Oh, and "I hated your little toes" is priceless.
Magoo is the lucky guy- sounds like he loves and appreciates you, and lets you in.
"There were moments of glimpses of good. Where I sought happiness and reveled in the gaps. I believed that would be what we would be."--this sounds very, very familiar.
I really enjoyed this.
I think it is sometimes nice to consider the what if, especially to see what good things you have now that would have never been in the "if" world.
What if's can be fun.
But is sounds like the right thing worked out. I think that rather than hoping more and more times to click will happen you have to click more at the begining. Like puzzle pieces...you just fit.
I think you are so right. We get lost and caught up in trying to force something when it really is/should not be that hard. Nothing should be forced. The beginning is as good as it is going to get. So it should be working magically at that point.
What a great reminder that nothing, no matter how badly we may want it to be, can be forced. Now you can see that as one of those "I'd rather be alone than that situation" type of things. Ahhh, perspective. :)

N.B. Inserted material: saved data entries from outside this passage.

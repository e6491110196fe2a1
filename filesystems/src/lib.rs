// Filesystem probes for the Stage 1 gate
pub mod detection;
pub mod native;
pub mod parted;
pub mod partition;

pub use detection::{detect_filesystem_at, detect_volume, FilesystemDetector};
pub use native::NativeProbe;
pub use parted::{parse_parted_output, PartedProbe};
pub use partition::{read_partition_table, PartitionEntry, PartitionTable, TableKind};

use encscan_core::{FilesystemProbe, ProbeKind};
use std::sync::Arc;

/// Build the probe selected by configuration. `Auto` prefers parted when it
/// is on the PATH.
pub fn probe_for(kind: ProbeKind) -> Arc<dyn FilesystemProbe> {
    match kind {
        ProbeKind::Native => Arc::new(NativeProbe::new()),
        ProbeKind::Parted => Arc::new(PartedProbe::new()),
        ProbeKind::Auto => {
            let parted = PartedProbe::new();
            if parted.is_available() {
                log::debug!("using parted for filesystem detection");
                Arc::new(parted)
            } else {
                log::debug!("parted not found, using the native probe");
                Arc::new(NativeProbe::new())
            }
        }
    }
}
use crate::EncScanError;
use std::path::Path;

/// Sentinel reported when no filesystem is recognised.
pub const UNKNOWN_FILESYSTEM: &str = "unknown";

/// Answers "which filesystem, if any, does this input carry?"
pub trait FilesystemProbe: Send + Sync {
    fn name(&self) -> &str;

    /// Filesystem type name, or `""` / [`UNKNOWN_FILESYSTEM`] when none is
    /// recognised.
    fn probe(&self, path: &Path) -> Result<String, EncScanError>;
}

/// Whether a probe answer names a real filesystem.
pub fn is_recognized(filesystem: &str) -> bool {
    let trimmed = filesystem.trim();
    !(trimmed.is_empty() || trimmed.eq_ignore_ascii_case(UNKNOWN_FILESYSTEM))
}

#[cfg(test)]
mod tests {
    use super::*;

    #[test]
    fn test_sentinels_are_not_recognized() {
        assert!(!is_recognized(""));
        assert!(!is_recognized("unknown"));
        assert!(!is_recognized(" "));
        assert!(is_recognized("ext4"));
        assert!(is_recognized("ntfs"));
    }
}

It's amazing how we'll hold on to things like gifts or texts to keep us going in a relationship, refusing to acknowledget that it's not worth staying in.
Oh, your first paragraph reminds me of something my friends were told in marriage counseling--that most marital problems result from one spouse not cleaving to his spouse and leaving his parents.
I firmly agree and believe, that things in the beginning should be easy. I remember when I ended my relationship with my ex, that the final straw was that I realized it was getting to be too much work, to make things work. I never had that easygoing, carefree feeling. And that should always be there in the beginning, especially.
I like your new pic btw, and hope you enjoy the Josh Radin songs!
It was a fairly constant anxiety riddled year with many nights spent in tears on my friend's couch. Really should I have been there? In hindsight it is so so easy to see how wrong it was, but at the time no one was going to convince me.
I agree w/the other posters. If it is a lot of work at the beginning, that's a bad presage. However, I am guiltyguiltyguilty of thinking that "oh, it'll all work itself out. look--this circle really. Does. FIT! inside of this square."!!